Numerous distillers are re-entering the movement to bring rye back to its onetime place of honor among domestic whiskies. The following notes were created to accompany my cover story in the October issue of Whisky magazine on the rye rebound.

Black Maple Hill 23 Year Old Straight Rye:

An initial burst of brown sugar, heat and spice quickly transforms into a mellow, oaky smoothness. Despite the richness there is an ethereal lightness one seldom experiences in hot ryes. Fruit notes such as apple and pear dance around the edges, but the palate responds again and again to the varied spices. Utterly splendid.

Sazerac Straight Rye:

Quite different from the average rye, with a sophsticated softness that melds the expected fruit and spice notes of rye whiskey with a soft, oaky topping. Long finish with a distinct cocoa tang.

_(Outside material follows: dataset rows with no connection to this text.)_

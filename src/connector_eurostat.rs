//! Eurostat connector.
//!
//! Reads the Eurostat table of contents (an XML navigation tree) and turns
//! every `leaf type="dataset"` into a dataset entry, optionally resolving
//! its dimensions from the JSON-stat data API.
//!
//! # Requests
//!
//! | Request | Purpose |
//! |---------|---------|
//! | `GET {base}/catalogue/toc/xml` | dataset codes, English titles, last update |
//! | `GET {base}/statistics/1.0/data/{code}?lastTimePeriod=1` | JSON-stat dimension ids → schema |
//!
//! The TOC lists a dataset once per theme it belongs to; duplicates are
//! collapsed by code. The TOC is streamed with `quick-xml` rather than
//! loaded into a DOM, since the full tree runs to tens of megabytes.
//!
//! # Configuration
//!
//! ```toml
//! [connectors.eurostat.eu]
//! include_codes = ["nama_10_*", "prc_hicp_*"]
//! resolve_dimensions = true
//! ```

use std::collections::HashSet;

use anyhow::{Context, Result};
use async_trait::async_trait;
use chrono::{DateTime, NaiveDate, Utc};
use globset::{Glob, GlobSet, GlobSetBuilder};
use quick_xml::events::{BytesStart, Event};
use quick_xml::Reader;
use reqwest::header::HeaderMap;
use serde_json::Value;

use crate::config::{ConnectorConfig, EurostatConnectorConfig, SourceDefaults};
use crate::error::ConnectorError;
use crate::http::HttpSource;
use crate::models::{dataset_id, DatasetMetadata, FieldTypes};
use crate::rate_limit::RateLimiter;
use crate::traits::{Connector, FetchContext};

pub const DEFAULTS: SourceDefaults = SourceDefaults {
    base_url: "https://ec.europa.eu/eurostat/api/dissemination",
    requests_per_window: 500,
    window_secs: 60,
    api_key_env: None,
};

pub struct EurostatConnector {
    name: String,
    include: Option<GlobSet>,
    resolve_dimensions: bool,
    http: HttpSource,
}

impl EurostatConnector {
    pub fn new(name: String, config: &EurostatConnectorConfig) -> Result<Self> {
        let include = if config.include_codes.is_empty() {
            None
        } else {
            Some(
                build_globset(&config.include_codes)
                    .with_context(|| format!("connectors.eurostat.{}: invalid include_codes", name))?,
            )
        };
        let http = HttpSource::new(format!("eurostat:{}", name), config.source.resolve(DEFAULTS))?;
        Ok(Self {
            name,
            include,
            resolve_dimensions: config.resolve_dimensions,
            http,
        })
    }

    async fn schema_for(&self, ctx: &FetchContext, code: &str) -> Result<FieldTypes, ConnectorError> {
        let url = self
            .http
            .url(&format!("statistics/1.0/data/{}?lastTimePeriod=1", code));
        match self.http.get_json::<Value>(ctx, &url, HeaderMap::new()).await {
            Ok(body) => parse_jsonstat_schema(&body),
            Err(e @ (ConnectorError::AuthFailed(_) | ConnectorError::RateLimited(_))) => Err(e),
            Err(e) => {
                tracing::debug!(source = %self.source_label(), code, error = %e, "dimension lookup failed");
                Ok(fallback_schema())
            }
        }
    }
}

#[async_trait]
impl Connector for EurostatConnector {
    fn name(&self) -> &str {
        &self.name
    }

    fn description(&self) -> &str {
        "Datasets from the Eurostat table of contents"
    }

    fn connector_type(&self) -> &str {
        "eurostat"
    }

    fn config(&self) -> &ConnectorConfig {
        self.http.config()
    }

    fn rate_limiter(&self) -> &RateLimiter {
        self.http.limiter()
    }

    async fn fetch(&self, ctx: &FetchContext) -> Result<Vec<DatasetMetadata>, ConnectorError> {
        let source = self.source_label();
        let toc_url = self.http.url("catalogue/toc/xml");
        let xml = self.http.get_text(ctx, &toc_url, HeaderMap::new()).await?;

        let mut leaves = parse_toc(&xml)?;
        if let Some(include) = &self.include {
            leaves.retain(|leaf| include.is_match(&leaf.code));
        }
        if let Some(max) = self.config().max_datasets {
            leaves.truncate(max);
        }

        let mut datasets = Vec::with_capacity(leaves.len());
        for leaf in leaves {
            let schema = if self.resolve_dimensions {
                self.schema_for(ctx, &leaf.code).await?
            } else {
                fallback_schema()
            };
            let endpoint = self.http.url(&format!("statistics/1.0/data/{}", leaf.code));
            let mut meta = DatasetMetadata::new(
                dataset_id(&source, Some(&leaf.code), &endpoint),
                leaf.title.unwrap_or_else(|| leaf.code.clone()),
                source.clone(),
                endpoint,
                ctx.fetched_at,
            )
            .with_schema(schema);
            meta.description = leaf.description;
            meta.last_updated = leaf.last_update;
            meta.tags = vec!["statistics".to_string(), "eu".to_string()];
            meta.rate_limit = Some(self.config().requests_per_window);
            datasets.push(meta);
        }

        tracing::debug!(source = %source, datasets = datasets.len(), "eurostat toc parsed");
        Ok(datasets)
    }
}

fn build_globset(patterns: &[String]) -> Result<GlobSet> {
    let mut builder = GlobSetBuilder::new();
    for pattern in patterns {
        builder.add(Glob::new(pattern)?);
    }
    Ok(builder.build()?)
}

// ═══════════════════════════════════════════════════════════════════════
// Table of contents
// ═══════════════════════════════════════════════════════════════════════

/// One `leaf type="dataset"` of the TOC.
#[derive(Debug, Clone, Default, PartialEq)]
pub struct TocLeaf {
    pub code: String,
    pub title: Option<String>,
    pub description: Option<String>,
    pub last_update: Option<DateTime<Utc>>,
}

#[derive(Debug, Clone, Copy, PartialEq)]
enum LeafField {
    Code,
    Title { english: bool },
    Description { english: bool },
    LastUpdate,
}

/// Stream the TOC and collect dataset leaves, first occurrence per code.
pub fn parse_toc(xml: &str) -> Result<Vec<TocLeaf>, ConnectorError> {
    let mut reader = Reader::from_str(xml);
    reader.config_mut().trim_text(true);

    let mut leaves = Vec::new();
    let mut seen = HashSet::new();
    let mut saw_tree = false;
    let mut current: Option<TocLeaf> = None;
    let mut field: Option<LeafField> = None;

    loop {
        let event = reader.read_event().map_err(|e| {
            ConnectorError::SchemaMismatch(format!(
                "TOC XML error at byte {}: {}",
                reader.buffer_position(),
                e
            ))
        })?;

        match event {
            Event::Start(e) => match e.local_name().as_ref() {
                b"tree" => saw_tree = true,
                b"leaf" if attr(&e, b"type").as_deref() == Some("dataset") => {
                    current = Some(TocLeaf::default());
                }
                name if current.is_some() => {
                    let english = matches!(attr(&e, b"language").as_deref(), None | Some("en"));
                    field = match name {
                        b"code" => Some(LeafField::Code),
                        b"title" => Some(LeafField::Title { english }),
                        b"shortDescription" => Some(LeafField::Description { english }),
                        b"lastUpdate" => Some(LeafField::LastUpdate),
                        _ => None,
                    };
                }
                _ => {}
            },
            Event::Text(t) => {
                if let (Some(leaf), Some(f)) = (current.as_mut(), field) {
                    let text = t
                        .unescape()
                        .map_err(|e| ConnectorError::SchemaMismatch(format!("TOC text: {}", e)))?;
                    apply_field(leaf, f, text.trim());
                }
            }
            Event::End(e) => match e.local_name().as_ref() {
                b"leaf" => {
                    if let Some(leaf) = current.take() {
                        if !leaf.code.is_empty() && seen.insert(leaf.code.clone()) {
                            leaves.push(leaf);
                        }
                    }
                    field = None;
                }
                _ => field = None,
            },
            Event::Eof => break,
            _ => {}
        }
    }

    if !saw_tree {
        return Err(ConnectorError::SchemaMismatch(
            "TOC has no <tree> root element".into(),
        ));
    }
    Ok(leaves)
}

fn apply_field(leaf: &mut TocLeaf, field: LeafField, text: &str) {
    if text.is_empty() {
        return;
    }
    match field {
        LeafField::Code => leaf.code = text.to_string(),
        // English wins; any other language only fills a gap.
        LeafField::Title { english } => {
            if english || leaf.title.is_none() {
                leaf.title = Some(text.to_string());
            }
        }
        LeafField::Description { english } => {
            if english || leaf.description.is_none() {
                leaf.description = Some(text.to_string());
            }
        }
        LeafField::LastUpdate => leaf.last_update = parse_toc_date(text),
    }
}

fn attr(e: &BytesStart<'_>, key: &[u8]) -> Option<String> {
    e.attributes()
        .flatten()
        .find(|a| a.key.local_name().as_ref() == key)
        .and_then(|a| a.unescape_value().ok().map(|v| v.into_owned()))
}

/// TOC dates are `dd.mm.yyyy`.
fn parse_toc_date(text: &str) -> Option<DateTime<Utc>> {
    let date = NaiveDate::parse_from_str(text, "%d.%m.%Y").ok()?;
    Some(date.and_hms_opt(0, 0, 0)?.and_utc())
}

// ═══════════════════════════════════════════════════════════════════════
// JSON-stat
// ═══════════════════════════════════════════════════════════════════════

pub fn fallback_schema() -> FieldTypes {
    FieldTypes::from([
        ("time".to_string(), "datetime".to_string()),
        ("value".to_string(), "float".to_string()),
    ])
}

/// Schema from the `id` array of a JSON-stat dataset.
pub fn parse_jsonstat_schema(body: &Value) -> Result<FieldTypes, ConnectorError> {
    let ids = body
        .get("id")
        .and_then(Value::as_array)
        .ok_or_else(|| ConnectorError::SchemaMismatch("JSON-stat body has no 'id' array".into()))?;

    let mut schema: FieldTypes = ids
        .iter()
        .filter_map(Value::as_str)
        .map(|dim| {
            let kind = if dim == "time" { "datetime" } else { "string" };
            (dim.to_string(), kind.to_string())
        })
        .collect();
    schema.insert("value".to_string(), "float".to_string());
    Ok(schema)
}
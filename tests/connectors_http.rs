//! End-to-end tests of the built-in connectors against mock upstream
//! servers bound to ephemeral localhost ports.

use std::sync::atomic::{AtomicUsize, Ordering};
use std::sync::Arc;

use axum::extract::Path;
use axum::http::{HeaderMap, StatusCode};
use axum::response::IntoResponse;
use axum::routing::get;
use axum::{Json, Router};
use data_discovery::config::Config;
use data_discovery::discovery::DiscoveryService;
use data_discovery::error::ConnectorError;
use data_discovery::models::ConnectorStatus;
use data_discovery::traits::ConnectorRegistry;
use serde_json::json;
use tokio::io::{AsyncReadExt, AsyncWriteExt};

/// Bind a listener, build the app with the server's own base URL, and
/// serve it in the background.
async fn serve<F>(build: F) -> String
where
    F: FnOnce(String) -> Router,
{
    let listener = tokio::net::TcpListener::bind("127.0.0.1:0").await.unwrap();
    let base = format!("http://{}", listener.local_addr().unwrap());
    let app = build(base.clone());
    tokio::spawn(async move {
        axum::serve(listener, app).await.unwrap();
    });
    base
}

async fn refreshed(config_toml: &str) -> (DiscoveryService, data_discovery::models::RefreshReport) {
    let cfg: Config = toml::from_str(config_toml).unwrap();
    data_discovery::config::validate(&cfg).unwrap();
    let registry = ConnectorRegistry::from_config(&cfg).unwrap();
    let service = DiscoveryService::new(&cfg, registry);
    service.open().await.unwrap();
    let report = service.refresh().await.unwrap();
    (service, report)
}

// ─── INE ────────────────────────────────────────────────────────────

fn ine_app() -> Router {
    Router::new()
        .route(
            "/OPERACIONES_DISPONIBLES",
            get(|| async {
                Json(json!([
                    {"Id": 25, "Cod_IOE": "30138", "Nombre": "Índice de Precios de Consumo (IPC)", "Codigo": "IPC"},
                    {"Id": 30, "Cod_IOE": "30308", "Nombre": "Encuesta de Población Activa", "Codigo": "EPA"},
                ]))
            }),
        )
        .route(
            "/VARIABLES_OPERACION/{key}",
            get(|Path(key): Path<String>| async move {
                if key == "IPC" {
                    Json(json!([
                        {"Id": 3, "Nombre": "Tipo de dato", "Codigo": ""},
                        {"Id": 115, "Nombre": "Provincias", "Tipo": "category"},
                    ]))
                    .into_response()
                } else {
                    StatusCode::INTERNAL_SERVER_ERROR.into_response()
                }
            }),
        )
}

#[tokio::test]
async fn ine_lists_operations_with_schemas() {
    let base = serve(|_| ine_app()).await;
    let (service, report) = refreshed(&format!(
        r#"
[connectors.ine.es]
base_url = "{}"
"#,
        base
    ))
    .await;

    assert_eq!(
        report.status_of("ine:es"),
        Some(&ConnectorStatus::Succeeded { datasets: 2 })
    );

    let ipc = service.get("ine:es/IPC").unwrap();
    assert_eq!(ipc.name, "Índice de Precios de Consumo (IPC)");
    assert_eq!(ipc.endpoint, format!("{}/DATOS_SERIE/IPC", base));
    assert_eq!(ipc.schema["Provincias"], "category");
    assert_eq!(ipc.schema["Tipo de dato"], "string");
    assert_eq!(ipc.rate_limit, Some(100));

    // Variables lookup failed: generic series schema.
    let epa = service.get("ine:es/EPA").unwrap();
    assert_eq!(epa.schema.len(), 2);
    assert_eq!(epa.schema["value"], "float");

    assert_eq!(service.search("precios").unwrap()[0].id, "ine:es/IPC");
}

#[tokio::test]
async fn exhausted_rate_limit_fails_the_connector() {
    let base = serve(|_| ine_app()).await;
    let (_service, report) = refreshed(&format!(
        r#"
[discovery]
rate_limit_wait_secs = 0

[connectors.ine.es]
base_url = "{}"
requests_per_window = 1
window_secs = 60
"#,
        base
    ))
    .await;

    assert!(matches!(
        report.status_of("ine:es"),
        Some(ConnectorStatus::Failed(ConnectorError::RateLimited(_)))
    ));
    assert_eq!(report.catalog_size, 0);
}

#[tokio::test]
async fn upstream_429_is_rate_limited_and_5xx_unreachable() {
    let base = serve(|_| {
        Router::new()
            .route(
                "/busy/OPERACIONES_DISPONIBLES",
                get(|| async { StatusCode::TOO_MANY_REQUESTS }),
            )
            .route(
                "/down/OPERACIONES_DISPONIBLES",
                get(|| async { StatusCode::BAD_GATEWAY }),
            )
    })
    .await;
    let (_service, report) = refreshed(&format!(
        r#"
[connectors.ine.busy]
base_url = "{base}/busy"

[connectors.ine.down]
base_url = "{base}/down"
"#
    ))
    .await;

    assert!(matches!(
        report.status_of("ine:busy"),
        Some(ConnectorStatus::Failed(ConnectorError::RateLimited(_)))
    ));
    assert!(matches!(
        report.status_of("ine:down"),
        Some(ConnectorStatus::Failed(ConnectorError::Unreachable(_)))
    ));
}

// ─── AEMET ──────────────────────────────────────────────────────────

/// Hands out a fresh temporary link pair on every envelope request, the
/// way AEMET does.
fn aemet_app(base: String) -> Router {
    let issued = Arc::new(AtomicUsize::new(0));
    Router::new()
        .route(
            "/valores/climatologicos/inventarioestaciones/todasestaciones",
            get(move |headers: HeaderMap| {
                let base = base.clone();
                let n = issued.fetch_add(1, Ordering::SeqCst);
                async move {
                    if headers.get("api_key").and_then(|v| v.to_str().ok()) != Some("secret") {
                        return Json(json!({"descripcion": "API key invalido", "estado": 401}));
                    }
                    Json(json!({
                        "descripcion": "exito",
                        "estado": 200,
                        "datos": format!("{}/sh/datos/{}", base, n),
                        "metadatos": format!("{}/sh/meta/{}", base, n),
                    }))
                }
            }),
        )
        .route(
            "/sh/meta/{n}",
            get(|| async {
                Json(json!({
                    "unidad_generadora": "Banco Nacional de Datos Climatológicos",
                    "periodicidad": "1 vez al día",
                    "descripcion": "Inventario de estaciones climatológicas",
                    "copyright": "© AEMET",
                    "campos": [
                        {"id": "indicativo", "tipo_datos": "string"},
                        {"id": "altitud", "tipo_datos": "float"},
                    ]
                }))
            }),
        )
}

#[tokio::test]
async fn aemet_follows_envelope_to_metadata() {
    let base = serve(aemet_app).await;
    let (service, report) = refreshed(&format!(
        r#"
[connectors.aemet.es]
base_url = "{}"
api_key = "secret"
products = ["valores/climatologicos/inventarioestaciones/todasestaciones"]
"#,
        base
    ))
    .await;

    assert_eq!(
        report.status_of("aemet:es"),
        Some(&ConnectorStatus::Succeeded { datasets: 1 })
    );
    let entry = service
        .get("aemet:es/valores/climatologicos/inventarioestaciones/todasestaciones")
        .unwrap();
    assert_eq!(entry.name, "Inventario de estaciones climatológicas");
    assert_eq!(entry.update_frequency.as_deref(), Some("1 vez al día"));
    assert_eq!(entry.schema["altitud"], "float");
    assert!(entry.extra.is_empty());

    // New temporary links, same product: nothing changed.
    let again = service.force_refresh().await.unwrap();
    assert_eq!(
        again.status_of("aemet:es"),
        Some(&ConnectorStatus::Succeeded { datasets: 1 })
    );
    assert_eq!((again.added, again.updated, again.unchanged), (0, 0, 1));
}

#[tokio::test]
async fn aemet_rejected_key_is_auth_failure() {
    let base = serve(aemet_app).await;
    let (_service, report) = refreshed(&format!(
        r#"
[connectors.aemet.es]
base_url = "{}"
api_key = "wrong"
products = ["valores/climatologicos/inventarioestaciones/todasestaciones"]
"#,
        base
    ))
    .await;

    assert!(matches!(
        report.status_of("aemet:es"),
        Some(ConnectorStatus::Failed(ConnectorError::AuthFailed(_)))
    ));
}

// ─── Eurostat ───────────────────────────────────────────────────────

const TOC: &str = r#"<?xml version="1.0" encoding="UTF-8"?>
<nt:tree xmlns:nt="urn:eu.europa.ec.eurostat.navtree">
  <nt:branch>
    <nt:title language="en">Economy</nt:title>
    <nt:children>
      <nt:leaf type="dataset">
        <nt:title language="en">GDP and main components</nt:title>
        <nt:code>nama_10_gdp</nt:code>
        <nt:lastUpdate>09.04.2024</nt:lastUpdate>
      </nt:leaf>
      <nt:leaf type="dataset">
        <nt:title language="en">HICP - monthly data (index)</nt:title>
        <nt:code>prc_hicp_midx</nt:code>
      </nt:leaf>
    </nt:children>
  </nt:branch>
</nt:tree>"#;

#[tokio::test]
async fn eurostat_reads_toc_and_dimensions() {
    let base = serve(|_| {
        Router::new()
            .route("/catalogue/toc/xml", get(|| async { TOC }))
            .route(
                "/statistics/1.0/data/{code}",
                get(|Path(code): Path<String>| async move {
                    Json(json!({
                        "version": "2.0",
                        "class": "dataset",
                        "label": code,
                        "id": ["freq", "unit", "geo", "time"],
                        "size": [1, 1, 27, 1],
                    }))
                }),
            )
    })
    .await;
    let (service, report) = refreshed(&format!(
        r#"
[connectors.eurostat.eu]
base_url = "{}"
include_codes = ["nama_*"]
"#,
        base
    ))
    .await;

    assert_eq!(
        report.status_of("eurostat:eu"),
        Some(&ConnectorStatus::Succeeded { datasets: 1 })
    );
    let gdp = service.get("eurostat:eu/nama_10_gdp").unwrap();
    assert_eq!(gdp.name, "GDP and main components");
    assert_eq!(gdp.schema["time"], "datetime");
    assert_eq!(gdp.schema["geo"], "string");
    assert_eq!(gdp.schema["value"], "float");
    assert!(gdp.last_updated.is_some());
    assert!(service.get("eurostat:eu/prc_hicp_midx").is_err());
}

// ─── Climate ────────────────────────────────────────────────────────

/// Minimal CDF-1 header: one dimension, a `title` attribute, one float variable.
fn netcdf_header() -> Vec<u8> {
    fn word(out: &mut Vec<u8>, n: u32) {
        out.extend_from_slice(&n.to_be_bytes());
    }
    fn padded(out: &mut Vec<u8>, s: &str) {
        word(out, s.len() as u32);
        out.extend_from_slice(s.as_bytes());
        out.resize(out.len() + (4 - s.len() % 4) % 4, 0);
    }

    let mut out = b"CDF\x01".to_vec();
    word(&mut out, 0); // numrecs
    word(&mut out, 0x0A); // dimensions
    word(&mut out, 1);
    padded(&mut out, "time");
    word(&mut out, 0);
    word(&mut out, 0x0C); // global attributes
    word(&mut out, 1);
    padded(&mut out, "title");
    word(&mut out, 2); // NC_CHAR
    padded(&mut out, "Surface air temperature");
    word(&mut out, 0x0B); // variables
    word(&mut out, 1);
    padded(&mut out, "tas");
    word(&mut out, 1);
    word(&mut out, 0); // dimid
    word(&mut out, 0); // ABSENT attributes
    word(&mut out, 0);
    word(&mut out, 5); // NC_FLOAT
    word(&mut out, 4); // vsize
    word(&mut out, 0); // begin
    out
}

#[tokio::test]
async fn climate_decodes_netcdf_headers() {
    let base = serve(|_| {
        Router::new()
            .route(
                "/tas.nc",
                get(|headers: HeaderMap| async move {
                    let authorized = headers
                        .get("authorization")
                        .and_then(|v| v.to_str().ok())
                        == Some("Bearer climate-key");
                    let ranged = headers.get("range").and_then(|v| v.to_str().ok())
                        == Some("bytes=0-1023");
                    if !authorized {
                        return StatusCode::UNAUTHORIZED.into_response();
                    }
                    if !ranged {
                        return StatusCode::BAD_REQUEST.into_response();
                    }
                    let mut body = netcdf_header();
                    body.extend_from_slice(&[0u8; 64]);
                    (StatusCode::PARTIAL_CONTENT, body).into_response()
                }),
            )
            .route("/broken.nc", get(|| async { "<html>not netcdf</html>" }))
    })
    .await;

    let (service, report) = refreshed(&format!(
        r#"
[connectors.climate.good]
base_url = "{base}"
api_key = "climate-key"
files = ["tas.nc"]
header_bytes = 1024

[connectors.climate.bad]
base_url = "{base}"
api_key = "climate-key"
files = ["broken.nc"]
header_bytes = 1024

[connectors.climate.nokey]
base_url = "{base}"
api_key_env = "DATA_DISCOVERY_TEST_NO_SUCH_KEY"
files = ["tas.nc"]
"#
    ))
    .await;

    let tas = service.get("climate:good/tas.nc").unwrap();
    assert_eq!(tas.name, "Surface air temperature");
    assert_eq!(tas.schema["tas"], "float");
    assert!(matches!(
        report.status_of("climate:bad"),
        Some(ConnectorStatus::Failed(ConnectorError::SchemaMismatch(_)))
    ));
    assert!(matches!(
        report.status_of("climate:nokey"),
        Some(ConnectorStatus::Failed(ConnectorError::AuthFailed(_)))
    ));
}

/// A server that ignores `Range`, answers 200 and never ends the body.
async fn serve_endless_netcdf() -> String {
    let listener = tokio::net::TcpListener::bind("127.0.0.1:0").await.unwrap();
    let base = format!("http://{}", listener.local_addr().unwrap());
    tokio::spawn(async move {
        while let Ok((mut socket, _)) = listener.accept().await {
            tokio::spawn(async move {
                let mut request = [0u8; 4096];
                let _ = socket.read(&mut request).await;
                let head = "HTTP/1.1 200 OK\r\nContent-Type: application/x-netcdf\r\nConnection: close\r\n\r\n";
                if socket.write_all(head.as_bytes()).await.is_err() {
                    return;
                }
                if socket.write_all(&netcdf_header()).await.is_err() {
                    return;
                }
                let filler = [0u8; 8192];
                while socket.write_all(&filler).await.is_ok() {}
            });
        }
    });
    base
}

#[tokio::test]
async fn climate_stops_reading_after_header_bytes() {
    let base = serve_endless_netcdf().await;
    let (service, report) = refreshed(&format!(
        r#"
[discovery]
connector_timeout_secs = 5

[connectors.climate.full]
base_url = "{base}"
api_key = "climate-key"
files = ["tas.nc"]
header_bytes = 1024
"#
    ))
    .await;

    assert_eq!(
        report.status_of("climate:full"),
        Some(&ConnectorStatus::Succeeded { datasets: 1 })
    );
    assert_eq!(
        service.get("climate:full/tas.nc").unwrap().name,
        "Surface air temperature"
    );
}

Rittenhouse 100 Proof Bottled-in-Bond Rye: A fine balance of rye's traditional sweet-and-sour tastes, with a long, crisp finish that lingers as a peppery tingle on the tongue.

Old Potrero 18th Century Style Whiskey:

Hits the palate with full force. No wonder. It's aged in uncharred oak and is bottled at barrel strength, so a bit of water or ice is advisable to reduce the heat and open its spicy richness.

Michter's Small Batch US 1 Unblended: This has the distinct sharpness of grain alcohol moderated by aging in bourbon-soaked white oak barrels that take the edge off the initial sharp, robust taste. Relatively short finish.

Van Winkle Family Reserve Rye:

This 13-year-old offers a mature combination of flavors -- cocoa, vanilla, pepper and spices. The long finish is subtle, even refreshing without the warm, cloying quality of younger ryes.

Wild Turkey Straight Rye Whiskey:

Perfumey quality reminiscent of the distiller's bourbon, but a coffee/leather/spice layering to the nose and taste makes it a distinctive rye.